Music is part of life in the Hannah home

[JULY 10, 2000]  Duncan Hannah has always kept his woodworking hobby just that a hobby. He does not sell his work but gives much of it away to his children or to friends. He is presently working on the case of a grandfather clock that will go to his daughter. The other five children already have grandfather clocks.

"I’ve made quite a lot of stuff for the kids," he recalls. "I once made a spinning wheel for a daughter-in-law. If they want something, I make it for them."

Repair work also keeps him busy, particularly for the Lincoln school districts. "I keep their instruments going," he says. "Not long ago I repaired a string bass for the junior high school. The fingerboard came off. I had to get it in playing condition the same day."

 

 

He accepts money for repairs only if he has to buy expensive materials. Occasionally he trades a piece he has made for the work of another artist, perhaps trading a violin for a painting.

He is especially proud of one project he did back in the 1960s. "The State Capitol in Springfield was being restored. The supervisor on the restoration project was Jim Hickey, then the state librarian. He salvaged some nice pieces of walnut from the rafters they had to replace and brought them to me.

 


[Duncan Hannah displays one of two corner cabinets and a music stand he made in his basement woodworking shop.]

"[Then] Governor Otto Kerner had accumulated a lot of medals and wanted a chest to keep them in, so I made a chest out of the walnut. I also made desk sets that hold pens and paper, which went to leading state legislators. As payment I got a little pile of walnut for my own use. I made a desk set out of it for Robert Madigan when he first got elected."
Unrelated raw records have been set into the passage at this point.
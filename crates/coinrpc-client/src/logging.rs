//! Logging bootstrap for binaries and tests.
//!
//! Library code in this SDK only *emits* `tracing` events; installing a
//! subscriber is the application's choice.  [`init_logging`] is the
//! one-liner for programs that just want formatted output on stderr.

use tracing_subscriber::EnvFilter;

/// Installs a formatted `tracing` subscriber.
///
/// The filter comes from the `RUST_LOG` environment variable when set,
/// falling back to `default_filter` (e.g. `"info"` or
/// `"coinrpc_client=debug"`).  Calling this when a subscriber is already
/// installed is a no-op rather than an error, so tests can call it freely.
pub fn init_logging(default_filter: &str) {
    let filter =
        EnvFilter::try_from_default_env().unwrap_or_else(|_| EnvFilter::new(default_filter));
    let _ = tracing_subscriber::fmt()
        .with_env_filter(filter)
        .with_writer(std::io::stderr)
        .try_init();
}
Most of the several dozen musical instruments Duncan has made "from scratch" are violins, but he has also made violas and dulcimers and is working on a cello.

 


[Duncan Hannah explains how the top of a violin is carved little by little from a piece of spruce wood.]

 

Making a violin is a long and complicated process, which he doesn’t try to hurry. "I could do the carpenter work in a month or six weeks, if I didn’t do anything else, maybe even eat, but I’ve never done it that way," he says.

 

 

The top of the violin is carved from spruce, a straight-grained wood, and the back and sides from maple, which is hard and dense. The fingerboards and tail pieces are of ebony. These woods have been used by violin makers for centuries because they produce the best tone.

 

(To top of second column)


[Duncan Hannah displays the case for a grandfather clock he is making for his daughter.]

When carving the top or back, he measures the wood frequently with calipers to be sure the thickness is right. "When you get down so far you take off so little at a time you can’t even measure it. Even a fraction of an inch will change the vibration rate. You can change the tone just by sandpapering. If you sand in the middle, it makes the tone go up. If you sand at the edges, it makes the tone go down."

 

 

The violin must vibrate at a certain frequency, and to test for that he puts the piece of wood he is carving in a vise and runs a bow over it, as if he were already playing the instrument.
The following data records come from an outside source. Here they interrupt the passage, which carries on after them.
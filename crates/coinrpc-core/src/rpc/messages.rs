//! JSON-RPC 1.0 envelope types.
//!
//! Wire shape of one call and its reply:
//! ```text
//! -> {"jsonrpc": "1.0", "id": 7, "method": "getinfo", "params": []}
//! <- {"result": {...}, "error": null, "id": 7}
//! <- {"result": null, "error": {"code": -28, "message": "..."}, "id": 7}
//! ```
//!
//! The daemon always echoes the request `id` back, which is how callers
//! pair replies with in-flight calls over a pipelined transport.

use serde::{Deserialize, Serialize};
use serde_json::Value;
use thiserror::Error;

/// Protocol version string sent in every request.
pub const JSONRPC_VERSION: &str = "1.0";

/// A single RPC call envelope.
#[derive(Debug, Clone, PartialEq, Serialize, Deserialize)]
pub struct RpcRequest {
    pub jsonrpc: String,
    pub id: u64,
    pub method: String,
    pub params: Vec<Value>,
}

impl RpcRequest {
    /// Builds a request for `method` with positional `params`.
    pub fn new(id: u64, method: impl Into<String>, params: Vec<Value>) -> Self {
        Self {
            jsonrpc: JSONRPC_VERSION.to_string(),
            id,
            method: method.into(),
            params,
        }
    }
}

/// An application-level error reported by the daemon.
#[derive(Debug, Clone, Error, PartialEq, Serialize, Deserialize)]
#[error("RPC error {code}: {message}")]
pub struct RpcFault {
    pub code: i64,
    pub message: String,
}

/// The reply envelope for a single call.
#[derive(Debug, Clone, PartialEq, Serialize, Deserialize)]
pub struct RpcResponse {
    #[serde(default)]
    pub result: Option<Value>,
    #[serde(default)]
    pub error: Option<RpcFault>,
    pub id: u64,
}

impl RpcResponse {
    /// Collapses the result/error pair into a `Result`.
    ///
    /// A reply carrying neither field is treated as `result: null`, which
    /// is how the daemon acknowledges calls with no return value.
    pub fn into_result(self) -> Result<Value, RpcFault> {
        match (self.result, self.error) {
            (_, Some(fault)) => Err(fault),
            (Some(value), None) => Ok(value),
            (None, None) => Ok(Value::Null),
        }
    }
}

// ── Tests ─────────────────────────────────────────────────────────────────────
"Some people say that to make a good violin you have to play one," he says. Although he doesn’t play, Duncan has listened to music all his life and can tell "by ear" if the frequency is right.

 

 

After the carpenter work is done, the violin must be varnished. This can take months, depending on the weather and how well the varnish dries. Duncan puts on five or six coats of varnish, rubbing the violin between coats with different kinds of abrasives (never sandpaper) like pumice stone. "It’s just like finishing a piece of fine furniture," he explains.

He has done extensive repair work for Jim Bowers, a country fiddler who lives in Lincoln, and points out that there is no difference between a violin played in a symphony orchestra and a country fiddle.

Although Helen has played her husband’s instruments and praises them highly, her first love is a violin she has had since 1948, when she was still a music student in Chicago. Her teacher, Ludwig Becker, told her he had seen a violin in a music store that she might like. The violin, a fine instrument made in Italy many years ago, had once belonged to the concertmaster of the Chicago Symphony Orchestra. Her father bought it for her, and she has played it ever since.

 

 

 

If Helen is not playing, she is listening to music. If Duncan is in his workshop, he is listening, too. There is always music in the air at the Hannah home.